* **Exercise prompt**: Look for the word "sender". Copy every line of the listing where it occurs.

---------- Dataset entries ----------

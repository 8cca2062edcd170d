use std::collections::HashMap;

use cadre_core::error::{CadreError, Result};
use cadre_core::types::FINISH;

use crate::state::{ConversationState, Destination};

/// Where a transition leads.
#[derive(Debug, Clone, PartialEq, Eq)]
pub enum Target {
    Node(String),
    End,
}

/// Branch keyed on `state.next`.
///
/// The map is built from the edge's own receiver list when the graph is
/// built, plus `FINISH -> End`. Lookup performs no decision logic.
#[derive(Debug, Clone)]
pub struct ConditionalRoute {
    sender: String,
    map: HashMap<String, Target>,
}

impl ConditionalRoute {
    pub fn new<S: AsRef<str>>(sender: impl Into<String>, receivers: &[S]) -> Self {
        let mut map: HashMap<String, Target> = receivers
            .iter()
            .map(|r| (r.as_ref().to_string(), Target::Node(r.as_ref().to_string())))
            .collect();
        map.insert(FINISH.to_string(), Target::End);
        Self {
            sender: sender.into(),
            map,
        }
    }

    pub fn route(&self, next: Option<&Destination>) -> Result<Target> {
        next.and_then(|d| self.map.get(d.as_str()))
            .cloned()
            .ok_or_else(|| CadreError::UnmappedRoute {
                sender: self.sender.clone(),
                next: next.map(|d| d.to_string()),
            })
    }

    /// Mapped keys, sorted, `FINISH` included.
    pub fn keys(&self) -> Vec<&str> {
        let mut keys: Vec<&str> = self.map.keys().map(String::as_str).collect();
        keys.sort_unstable();
        keys
    }
}

/// The single way out of a node.
#[derive(Debug, Clone)]
pub enum Transition {
    Direct(String),
    Conditional(ConditionalRoute),
}

impl Transition {
    /// Resolve the next hop after the sender's step has been applied.
    ///
    /// A direct edge is skipped when the step itself forced `FINISH`, which is
    /// how a worker over its budget ends the run.
    pub fn resolve(&self, state: &ConversationState) -> Result<Target> {
        match self {
            Transition::Direct(receiver) => {
                if matches!(state.next, Some(Destination::Finish)) {
                    Ok(Target::End)
                } else {
                    Ok(Target::Node(receiver.clone()))
                }
            }
            Transition::Conditional(route) => route.route(state.next.as_ref()),
        }
    }

    pub fn describe(&self, sender: &str) -> String {
        match self {
            Transition::Direct(receiver) => format!("{} -> {}", sender, receiver),
            Transition::Conditional(route) => {
                format!("{} -> one of [{}]", sender, route.keys().join(", "))
            }
        }
    }
}

#[cfg(test)]
mod tests {
    use super::*;

    fn state_with_next(next: Option<Destination>) -> ConversationState {
        ConversationState {
            next,
            ..Default::default()
        }
    }

    #[test]
    fn test_conditional_maps_receivers_and_finish() {
        let route = ConditionalRoute::new("Supervisor", &["A", "B"]);
        assert_eq!(
            route.route(Some(&Destination::node("B"))).unwrap(),
            Target::Node("B".into())
        );
        assert_eq!(route.route(Some(&Destination::Finish)).unwrap(), Target::End);
        assert_eq!(route.keys(), vec!["A", "B", "FINISH"]);
    }

    #[test]
    fn test_conditional_miss_is_unmapped() {
        let route = ConditionalRoute::new("Supervisor", &["A"]);
        let err = route.route(Some(&Destination::node("C"))).unwrap_err();
        assert!(matches!(
            err,
            CadreError::UnmappedRoute { ref next, .. } if next.as_deref() == Some("C")
        ));
        assert!(route.route(None).is_err());
    }

    #[test]
    fn test_each_edge_keeps_its_own_map() {
        let first = ConditionalRoute::new("S1", &["A"]);
        let second = ConditionalRoute::new("S2", &["B"]);
        assert!(first.route(Some(&Destination::node("B"))).is_err());
        assert!(second.route(Some(&Destination::node("A"))).is_err());
    }

    #[test]
    fn test_direct_edge_honors_forced_finish() {
        let edge = Transition::Direct("Supervisor".into());
        let routed = state_with_next(Some(Destination::node("Supervisor")));
        assert_eq!(edge.resolve(&routed).unwrap(), Target::Node("Supervisor".into()));
        let finished = state_with_next(Some(Destination::Finish));
        assert_eq!(edge.resolve(&finished).unwrap(), Target::End);
        assert_eq!(edge.describe("A"), "A -> Supervisor");
    }
}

----------

* **Answer box**:
    sender: String,
    pub fn new<S: AsRef<str>>(sender: impl Into<String>, receivers: &[S]) -> Self {
            sender: sender.into(),
                sender: self.sender.clone(),
    /// Resolve the next hop after the sender's step has been applied.
    pub fn describe(&self, sender: &str) -> String {
            Transition::Direct(receiver) => format!("{} -> {}", sender, receiver),
                format!("{} -> one of [{}]", sender, route.keys().join(", "))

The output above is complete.